-- Opening Marker --

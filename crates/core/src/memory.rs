// Copyright (C) 2026 Fred Clausen
// Use of this source code is governed by an MIT-style
// license that can be found in the LICENSE file or at
// https://opensource.org/licenses/MIT.

//! A process-local repository.
//!
//! Each method takes one short lock over the whole store, which makes every
//! method atomic. Used by tests and by deployments without a database.

use crate::repository::{
    CapacityOutcome, CompareAndSet, CreateOutcome, RepositoryError, ReserveOutcome,
    StatusChange, StatusTransitionRecord, TicketRepository,
};
use admit_domain::{Event, EventStatus, HolderInfo, NewEvent, Ticket, TicketId, TicketStatus};
use async_trait::async_trait;
use std::collections::{BTreeMap, HashMap};
use std::sync::{Mutex, MutexGuard};
use time::OffsetDateTime;

#[derive(Debug, Default)]
struct Store {
    events: BTreeMap<i64, Event>,
    next_event_id: i64,
    tickets: HashMap<TicketId, Ticket>,
    /// Ticket identifiers in creation order.
    order: Vec<TicketId>,
    history: HashMap<TicketId, Vec<StatusTransitionRecord>>,
}

/// In-memory [`TicketRepository`].
#[derive(Debug, Default)]
pub struct InMemoryTicketRepository {
    store: Mutex<Store>,
}

impl InMemoryTicketRepository {
    #[must_use]
    pub fn new() -> Self {
        Self::default()
    }

    fn lock(&self) -> Result<MutexGuard<'_, Store>, RepositoryError> {
        self.store
            .lock()
            .map_err(|_| RepositoryError::Storage(String::from("store lock poisoned")))
    }
}

#[async_trait]
impl TicketRepository for InMemoryTicketRepository {
    async fn create_ticket(&self, ticket: &Ticket) -> Result<CreateOutcome, RepositoryError> {
        let mut store = self.lock()?;
        if store.tickets.contains_key(&ticket.ticket_id) {
            return Ok(CreateOutcome::DuplicateIdentifier);
        }
        store
            .tickets
            .insert(ticket.ticket_id.clone(), ticket.clone());
        store.order.push(ticket.ticket_id.clone());
        store.history.insert(
            ticket.ticket_id.clone(),
            vec![StatusTransitionRecord {
                ticket_id: ticket.ticket_id.clone(),
                from: None,
                to: ticket.status,
                at: ticket.purchased_at,
                gate_id: None,
            }],
        );
        Ok(CreateOutcome::Created)
    }

    async fn get_ticket(&self, ticket_id: &TicketId) -> Result<Option<Ticket>, RepositoryError> {
        Ok(self.lock()?.tickets.get(ticket_id).cloned())
    }

    async fn compare_and_set_status(
        &self,
        ticket_id: &TicketId,
        expected: TicketStatus,
        change: &StatusChange,
    ) -> Result<CompareAndSet<Ticket>, RepositoryError> {
        let mut store = self.lock()?;
        let Some(ticket) = store.tickets.get_mut(ticket_id) else {
            return Ok(CompareAndSet::NotFound);
        };
        if ticket.status != expected {
            return Ok(CompareAndSet::Stale(ticket.clone()));
        }
        ticket.status = change.target();
        ticket.scan = change.scan().cloned();
        let updated: Ticket = ticket.clone();

        store
            .history
            .entry(ticket_id.clone())
            .or_default()
            .push(StatusTransitionRecord {
                ticket_id: ticket_id.clone(),
                from: Some(expected),
                to: change.target(),
                at: change.at(),
                gate_id: change.scan().map(|s| s.gate_id.clone()),
            });
        Ok(CompareAndSet::Applied(updated))
    }

    async fn reserve_capacity(
        &self,
        event_id: i64,
        quantity: u32,
    ) -> Result<ReserveOutcome, RepositoryError> {
        let mut store = self.lock()?;
        let Some(event) = store.events.get_mut(&event_id) else {
            return Ok(ReserveOutcome::EventNotFound);
        };
        if !event.status.allows_issuance() {
            return Ok(ReserveOutcome::NotSelling {
                status: event.status,
            });
        }
        match event.issued.checked_add(quantity) {
            Some(issued) if issued <= event.capacity => {
                event.issued = issued;
                Ok(ReserveOutcome::Reserved { issued })
            }
            _ => Ok(ReserveOutcome::CapacityExceeded {
                capacity: event.capacity,
                issued: event.issued,
            }),
        }
    }

    async fn release_capacity(
        &self,
        event_id: i64,
        quantity: u32,
    ) -> Result<(), RepositoryError> {
        let mut store = self.lock()?;
        if let Some(event) = store.events.get_mut(&event_id) {
            event.issued = event.issued.saturating_sub(quantity);
        }
        Ok(())
    }

    async fn discard_ticket(&self, ticket_id: &TicketId) -> Result<(), RepositoryError> {
        let mut store = self.lock()?;
        if store.tickets.remove(ticket_id).is_some() {
            store.order.retain(|id| id != ticket_id);
            store.history.remove(ticket_id);
        }
        Ok(())
    }

    async fn get_event(&self, event_id: i64) -> Result<Option<Event>, RepositoryError> {
        Ok(self.lock()?.events.get(&event_id).cloned())
    }

    async fn create_event(
        &self,
        event: &NewEvent,
        created_at: OffsetDateTime,
    ) -> Result<Event, RepositoryError> {
        let mut store = self.lock()?;
        store.next_event_id += 1;
        let stored = Event {
            event_id: store.next_event_id,
            name: event.name.clone(),
            capacity: event.capacity,
            issued: 0,
            status: EventStatus::Draft,
            created_at,
        };
        store.events.insert(stored.event_id, stored.clone());
        Ok(stored)
    }

    async fn compare_and_set_event_status(
        &self,
        event_id: i64,
        expected: EventStatus,
        target: EventStatus,
    ) -> Result<CompareAndSet<Event>, RepositoryError> {
        let mut store = self.lock()?;
        let Some(event) = store.events.get_mut(&event_id) else {
            return Ok(CompareAndSet::NotFound);
        };
        if event.status != expected {
            return Ok(CompareAndSet::Stale(event.clone()));
        }
        event.status = target;
        Ok(CompareAndSet::Applied(event.clone()))
    }

    async fn set_event_capacity(
        &self,
        event_id: i64,
        capacity: u32,
    ) -> Result<CapacityOutcome, RepositoryError> {
        let mut store = self.lock()?;
        let Some(event) = store.events.get_mut(&event_id) else {
            return Ok(CapacityOutcome::EventNotFound);
        };
        if event.issued > 0 {
            return Ok(CapacityOutcome::Locked(event.clone()));
        }
        event.capacity = capacity;
        Ok(CapacityOutcome::Updated(event.clone()))
    }

    async fn list_events(&self) -> Result<Vec<Event>, RepositoryError> {
        Ok(self.lock()?.events.values().cloned().collect())
    }

    async fn list_tickets(&self, event_id: i64) -> Result<Vec<Ticket>, RepositoryError> {
        let store = self.lock()?;
        Ok(store
            .order
            .iter()
            .filter_map(|id| store.tickets.get(id))
            .filter(|t| t.event_id == event_id)
            .cloned()
            .collect())
    }

    async fn update_holder(
        &self,
        ticket_id: &TicketId,
        holder: &HolderInfo,
    ) -> Result<CompareAndSet<Ticket>, RepositoryError> {
        let mut store = self.lock()?;
        let Some(ticket) = store.tickets.get_mut(ticket_id) else {
            return Ok(CompareAndSet::NotFound);
        };
        if !ticket.status.allows_holder_changes() {
            return Ok(CompareAndSet::Stale(ticket.clone()));
        }
        ticket.holder = holder.clone();
        Ok(CompareAndSet::Applied(ticket.clone()))
    }

    async fn ticket_history(
        &self,
        ticket_id: &TicketId,
    ) -> Result<Vec<StatusTransitionRecord>, RepositoryError> {
        Ok(self
            .lock()?
            .history
            .get(ticket_id)
            .cloned()
            .unwrap_or_default())
    }
}
// Copyright (C) 2026 Fred Clausen
// Use of this source code is governed by an MIT-style
// license that can be found in the LICENSE file or at
// https://opensource.org/licenses/MIT.

//! Route handlers.
//!
//! Handlers authenticate the actor named in the request, then delegate to
//! [`TicketService`](admit_api::TicketService). Write requests carry the
//! actor as `actor_id` plus either `actor_role` or `actor_permissions` body
//! fields; read requests carry them as query parameters.

use admit_api::{
    ApiError, AuthError, AuthenticatedActor, CancelTicketResponse, ConfirmTicketResponse,
    CreateEventRequest, EventResponse, IssueTicketsRequest, IssueTicketsResponse,
    ListEventsResponse, ListTicketsResponse, SetCapacityRequest, TicketHistoryResponse,
    TicketResponse, TransitionEventRequest, UpdateHolderRequest, ValidateScanRequest,
    ValidateScanResponse,
};
use axum::{
    Json,
    extract::{Path, Query, State as AxumState},
};
use serde::{Deserialize, Serialize};
use tracing::{debug, info};

use crate::AppState;
use crate::error::HttpError;

/// The caller's claimed identity.
#[derive(Debug, Clone, Serialize, Deserialize)]
pub struct ActorFields {
    pub actor_id: String,
    #[serde(default, skip_serializing_if = "Option::is_none")]
    pub actor_role: Option<String>,
    /// Comma-separated permission tokens, e.g. `scans.validate,tickets.view`.
    #[serde(default, skip_serializing_if = "Option::is_none")]
    pub actor_permissions: Option<String>,
}

impl ActorFields {
    fn authenticate(&self) -> Result<AuthenticatedActor, HttpError> {
        let result = match (&self.actor_role, &self.actor_permissions) {
            (Some(role), None) => AuthenticatedActor::authenticate(&self.actor_id, role),
            (None, Some(tokens)) => {
                AuthenticatedActor::authenticate_with_permissions(&self.actor_id, tokens)
            }
            _ => Err(AuthError::AuthenticationFailed {
                reason: String::from("exactly one of actor_role or actor_permissions is required"),
            }),
        };
        result.map_err(|err| HttpError::from(ApiError::from(err)))
    }
}

/// A request body with the actor fields alongside the payload.
#[derive(Debug, Clone, Deserialize)]
pub struct WithActor<T> {
    #[serde(flatten)]
    pub actor: ActorFields,
    #[serde(flatten)]
    pub body: T,
}

/// Handler for POST `/events`.
pub async fn handle_create_event(
    AxumState(app_state): AxumState<AppState>,
    Json(req): Json<WithActor<CreateEventRequest>>,
) -> Result<Json<EventResponse>, HttpError> {
    info!(
        actor_id = %req.actor.actor_id,
        name = %req.body.name,
        capacity = req.body.capacity,
        "Handling create_event request"
    );
    let actor: AuthenticatedActor = req.actor.authenticate()?;
    let response: EventResponse = app_state.service.create_event(&actor, req.body).await?;
    Ok(Json(response))
}

/// Handler for GET `/events`.
pub async fn handle_list_events(
    AxumState(app_state): AxumState<AppState>,
    Query(query): Query<ActorFields>,
) -> Result<Json<ListEventsResponse>, HttpError> {
    debug!(actor_id = %query.actor_id, "Handling list_events request");
    let actor: AuthenticatedActor = query.authenticate()?;
    Ok(Json(app_state.service.list_events(&actor).await?))
}

/// Handler for GET `/events/{event_id}`.
pub async fn handle_get_event(
    AxumState(app_state): AxumState<AppState>,
    Path(event_id): Path<i64>,
    Query(query): Query<ActorFields>,
) -> Result<Json<EventResponse>, HttpError> {
    debug!(actor_id = %query.actor_id, event_id, "Handling get_event request");
    let actor: AuthenticatedActor = query.authenticate()?;
    Ok(Json(app_state.service.get_event(&actor, event_id).await?))
}

/// Handler for POST `/events/{event_id}/status`.
pub async fn handle_transition_event(
    AxumState(app_state): AxumState<AppState>,
    Path(event_id): Path<i64>,
    Json(req): Json<WithActor<TransitionEventRequest>>,
) -> Result<Json<EventResponse>, HttpError> {
    info!(
        actor_id = %req.actor.actor_id,
        event_id,
        status = %req.body.status,
        "Handling transition_event request"
    );
    let actor: AuthenticatedActor = req.actor.authenticate()?;
    let response: EventResponse = app_state
        .service
        .transition_event(&actor, event_id, req.body)
        .await?;
    Ok(Json(response))
}

/// Handler for POST `/events/{event_id}/capacity`.
pub async fn handle_set_event_capacity(
    AxumState(app_state): AxumState<AppState>,
    Path(event_id): Path<i64>,
    Json(req): Json<WithActor<SetCapacityRequest>>,
) -> Result<Json<EventResponse>, HttpError> {
    info!(
        actor_id = %req.actor.actor_id,
        event_id,
        capacity = req.body.capacity,
        "Handling set_event_capacity request"
    );
    let actor: AuthenticatedActor = req.actor.authenticate()?;
    let response: EventResponse = app_state
        .service
        .set_event_capacity(&actor, event_id, req.body)
        .await?;
    Ok(Json(response))
}

/// Handler for POST `/events/{event_id}/tickets`.
pub async fn handle_issue_tickets(
    AxumState(app_state): AxumState<AppState>,
    Path(event_id): Path<i64>,
    Json(req): Json<WithActor<IssueTicketsRequest>>,
) -> Result<Json<IssueTicketsResponse>, HttpError> {
    info!(
        actor_id = %req.actor.actor_id,
        event_id,
        quantity = req.body.quantity,
        ticket_class = %req.body.ticket_class,
        "Handling issue_tickets request"
    );
    let actor: AuthenticatedActor = req.actor.authenticate()?;
    let response: IssueTicketsResponse = app_state
        .service
        .issue_tickets(&actor, event_id, req.body)
        .await?;
    Ok(Json(response))
}

/// Handler for GET `/events/{event_id}/tickets`.
pub async fn handle_list_tickets(
    AxumState(app_state): AxumState<AppState>,
    Path(event_id): Path<i64>,
    Query(query): Query<ActorFields>,
) -> Result<Json<ListTicketsResponse>, HttpError> {
    debug!(actor_id = %query.actor_id, event_id, "Handling list_tickets request");
    let actor: AuthenticatedActor = query.authenticate()?;
    Ok(Json(app_state.service.list_tickets(&actor, event_id).await?))
}

/// Handler for GET `/tickets/{ticket_id}`.
pub async fn handle_get_ticket(
    AxumState(app_state): AxumState<AppState>,
    Path(ticket_id): Path<String>,
    Query(query): Query<ActorFields>,
) -> Result<Json<TicketResponse>, HttpError> {
    debug!(actor_id = %query.actor_id, %ticket_id, "Handling get_ticket request");
    let actor: AuthenticatedActor = query.authenticate()?;
    Ok(Json(app_state.service.get_ticket(&actor, &ticket_id).await?))
}

/// Handler for GET `/tickets/{ticket_id}/history`.
pub async fn handle_ticket_history(
    AxumState(app_state): AxumState<AppState>,
    Path(ticket_id): Path<String>,
    Query(query): Query<ActorFields>,
) -> Result<Json<TicketHistoryResponse>, HttpError> {
    debug!(actor_id = %query.actor_id, %ticket_id, "Handling ticket_history request");
    let actor: AuthenticatedActor = query.authenticate()?;
    Ok(Json(
        app_state.service.ticket_history(&actor, &ticket_id).await?,
    ))
}

/// Handler for POST `/tickets/{ticket_id}/confirm`.
pub async fn handle_confirm_ticket(
    AxumState(app_state): AxumState<AppState>,
    Path(ticket_id): Path<String>,
    Json(req): Json<ActorFields>,
) -> Result<Json<ConfirmTicketResponse>, HttpError> {
    info!(actor_id = %req.actor_id, %ticket_id, "Handling confirm_ticket request");
    let actor: AuthenticatedActor = req.authenticate()?;
    Ok(Json(
        app_state.service.confirm_ticket(&actor, &ticket_id).await?,
    ))
}

/// Handler for POST `/tickets/{ticket_id}/cancel`.
pub async fn handle_cancel_ticket(
    AxumState(app_state): AxumState<AppState>,
    Path(ticket_id): Path<String>,
    Json(req): Json<ActorFields>,
) -> Result<Json<CancelTicketResponse>, HttpError> {
    info!(actor_id = %req.actor_id, %ticket_id, "Handling cancel_ticket request");
    let actor: AuthenticatedActor = req.authenticate()?;
    Ok(Json(
        app_state.service.cancel_ticket(&actor, &ticket_id).await?,
    ))
}

/// Handler for POST `/tickets/{ticket_id}/holder`.
pub async fn handle_update_holder(
    AxumState(app_state): AxumState<AppState>,
    Path(ticket_id): Path<String>,
    Json(req): Json<WithActor<UpdateHolderRequest>>,
) -> Result<Json<TicketResponse>, HttpError> {
    info!(actor_id = %req.actor.actor_id, %ticket_id, "Handling update_holder request");
    let actor: AuthenticatedActor = req.actor.authenticate()?;
    let response: TicketResponse = app_state
        .service
        .update_holder(&actor, &ticket_id, req.body)
        .await?;
    Ok(Json(response))
}

/// Handler for POST `/scans`.
///
/// Every scan outcome, including refusals, is a 200 response; `admit` in
/// the body says whether to let the holder in.
pub async fn handle_validate_scan(
    AxumState(app_state): AxumState<AppState>,
    Json(req): Json<WithActor<ValidateScanRequest>>,
) -> Result<Json<ValidateScanResponse>, HttpError> {
    debug!(
        actor_id = %req.actor.actor_id,
        gate_id = %req.body.gate_id,
        "Handling validate_scan request"
    );
    let actor: AuthenticatedActor = req.actor.authenticate()?;
    Ok(Json(app_state.service.validate_scan(&actor, req.body).await?))
}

-- Closing Marker --

WHAT TO PRODUCE - Look through the records and copy every line that has the word "push".

RESULT -
        store.order.push(ticket.ticket_id.clone());
            .push(StatusTransitionRecord {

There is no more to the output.